_DESCRIPTION OF THE TASK_
Transcribe exactly everything in the data below from the line containing "assert_eq!(pool.stats().discarded(), 3);" down to the line containing "assert_eq!(pool.stats().discarded(), 0);", both lines included and nothing further.

_DATA EXTRACTS_

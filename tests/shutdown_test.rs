//! Stop semantics: queued work per shutdown mode, and how running attempts
//! observe the pool's lifetime context

mod common;

use common::{wait_until, RecordingObserver};
use rust_worker_pool::prelude::*;
use std::sync::atomic::{AtomicBool, AtomicUsize, Ordering};
use std::sync::mpsc;
use std::sync::{Arc, Mutex};
use std::thread;
use std::time::{Duration, Instant};

const WAIT: Duration = Duration::from_secs(5);

/// One running 50ms job plus three queued ones, then stop
fn stop_with_backlog(mode: ShutdownMode) -> (Arc<RecordingObserver>, usize, WorkerPool) {
    let observer = Arc::new(RecordingObserver::default());
    let config = WorkerPoolConfig::new(1).with_shutdown_mode(mode);
    let pool = WorkerPool::with_observer(config, observer.clone()).expect("Failed to create pool");
    let executed = Arc::new(AtomicUsize::new(0));
    let (started_tx, started_rx) = mpsc::channel();

    let executed_clone = Arc::clone(&executed);
    pool.execute(move |_| {
        let _ = started_tx.send(Instant::now());
        thread::sleep(Duration::from_millis(50));
        executed_clone.fetch_add(1, Ordering::SeqCst);
        Ok(())
    })
    .expect("Failed to submit");
    let started_at = started_rx.recv_timeout(WAIT).expect("Job never started");

    for _ in 0..3 {
        let executed = Arc::clone(&executed);
        pool.execute(move |_| {
            executed.fetch_add(1, Ordering::SeqCst);
            Ok(())
        })
        .expect("Failed to submit");
    }

    pool.stop().expect("Failed to stop pool");
    assert!(started_at.elapsed() >= Duration::from_millis(50));

    let count = executed.load(Ordering::SeqCst);
    (observer, count, pool)
}

#[test]
fn test_discard_mode_drops_queued_jobs() {
    let (observer, executed, pool) = stop_with_backlog(ShutdownMode::Discard);

    assert_eq!(executed, 1);
    assert_eq!(pool.stats().discarded(), 3);
    assert_eq!(pool.queue_len(), 0);
    assert_eq!(
        observer.count(|e| matches!(e, PoolEvent::JobsDiscarded { count: 3 })),
        1
    );
    assert!(matches!(observer.events().last(), Some(PoolEvent::PoolStopped)));
}

#[test]
fn test_drain_mode_runs_queued_jobs() {
    let (observer, executed, pool) = stop_with_backlog(ShutdownMode::Drain);

    assert_eq!(executed, 4);
    assert_eq!(pool.stats().discarded(), 0);
    assert_eq!(observer.count(|e| matches!(e, PoolEvent::JobsDiscarded { .. })), 0);
    assert_eq!(
        observer.count(|e| matches!(
            e,
            PoolEvent::WorkerStopped {
                reason: rust_worker_pool::WorkerExit::Drained,
                ..
            }
        )),
        1
    );
}

#[test]
fn test_discard_stop_cancels_running_attempt() {
    let pool = WorkerPool::new(1).expect("Failed to create pool");
    let reason = Arc::new(Mutex::new(None));
    let (started_tx, started_rx) = mpsc::channel();

    let reason_clone = Arc::clone(&reason);
    pool.execute(move |ctx| {
        let _ = started_tx.send(());
        let result = ctx.sleep(Duration::from_secs(10));
        *reason_clone.lock().expect("Reason lock poisoned") = ctx.reason();
        result
    })
    .expect("Failed to submit");
    started_rx.recv_timeout(WAIT).expect("Job never started");

    let start = Instant::now();
    pool.stop().expect("Failed to stop pool");
    assert!(start.elapsed() < Duration::from_secs(5));

    assert_eq!(
        *reason.lock().expect("Reason lock poisoned"),
        Some(CancellationReason::ParentCancelled)
    );
    assert_eq!(pool.stats().permanent_failures(), 1);
}

#[test]
fn test_drain_stop_leaves_contexts_live_until_workers_exit() {
    let config = WorkerPoolConfig::new(1).with_shutdown_mode(ShutdownMode::Drain);
    let pool = WorkerPool::with_config(config).expect("Failed to create pool");
    let saw_cancel = Arc::new(AtomicBool::new(false));
    let (started_tx, started_rx) = mpsc::channel();

    let saw_cancel_clone = Arc::clone(&saw_cancel);
    pool.execute(move |ctx| {
        let _ = started_tx.send(());
        thread::sleep(Duration::from_millis(30));
        saw_cancel_clone.store(ctx.is_cancelled(), Ordering::SeqCst);
        Ok(())
    })
    .expect("Failed to submit");
    started_rx.recv_timeout(WAIT).expect("Job never started");

    pool.stop().expect("Failed to stop pool");
    assert!(!saw_cancel.load(Ordering::SeqCst));
    assert_eq!(pool.stats().succeeded(), 1);
}

#[test]
fn test_attempts_after_stop_get_cancelled_context() {
    let pool = WorkerPool::new(1).expect("Failed to create pool");
    let seen = Arc::new(Mutex::new(Vec::new()));
    let (started_tx, started_rx) = mpsc::channel();

    let seen_clone = Arc::clone(&seen);
    pool.submit(
        Job::new(move |ctx| {
            let mut seen = seen_clone.lock().expect("Seen lock poisoned");
            seen.push(ctx.is_cancelled());
            if seen.len() == 1 {
                drop(seen);
                let _ = started_tx.send(());
                thread::sleep(Duration::from_millis(30));
            }
            Err(PoolError::task("still failing"))
        })
        .with_retry(2)
        .with_retry_delay(Duration::from_millis(5)),
    )
    .expect("Failed to submit");
    started_rx.recv_timeout(WAIT).expect("Job never started");

    pool.stop().expect("Failed to stop pool");

    // The attempt budget is honored even though the pool stopped
    assert_eq!(
        *seen.lock().expect("Seen lock poisoned"),
        vec![false, true, true]
    );
    assert_eq!(pool.stats().permanent_failures(), 1);
}

#[test]
fn test_blocked_submitter_is_released_by_stop() {
    let config = WorkerPoolConfig::new(1).with_max_queue_size(1);
    let pool = Arc::new(WorkerPool::with_config(config).expect("Failed to create pool"));
    let (started_tx, started_rx) = mpsc::channel();

    pool.execute(move |_| {
        let _ = started_tx.send(());
        thread::sleep(Duration::from_millis(50));
        Ok(())
    })
    .expect("Failed to submit");
    started_rx.recv_timeout(WAIT).expect("Job never started");
    pool.execute(|_| Ok(())).expect("Failed to fill queue");

    let submitter = {
        let pool = Arc::clone(&pool);
        thread::spawn(move || pool.execute(|_| Ok(())))
    };
    thread::sleep(Duration::from_millis(10));

    pool.stop().expect("Failed to stop pool");
    let result = submitter.join().expect("Submitter panicked");

    // Either the worker freed a slot before stop, or stop rejected it
    match result {
        Ok(_) => assert!(pool.stats().submitted() == 3),
        Err(e) => assert!(matches!(e, PoolError::SubmissionRejected { .. })),
    }
    assert!(wait_until(WAIT, || pool.state() == PoolState::Stopped));
}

_ANSWER TO THE PROBLEM_
    assert_eq!(pool.stats().discarded(), 3);
    assert_eq!(pool.queue_len(), 0);
    assert_eq!(
        observer.count(|e| matches!(e, PoolEvent::JobsDiscarded { count: 3 })),
        1
    );
    assert!(matches!(observer.events().last(), Some(PoolEvent::PoolStopped)));
}

#[test]
fn test_drain_mode_runs_queued_jobs() {
    let (observer, executed, pool) = stop_with_backlog(ShutdownMode::Drain);

    assert_eq!(executed, 4);
    assert_eq!(pool.stats().discarded(), 0);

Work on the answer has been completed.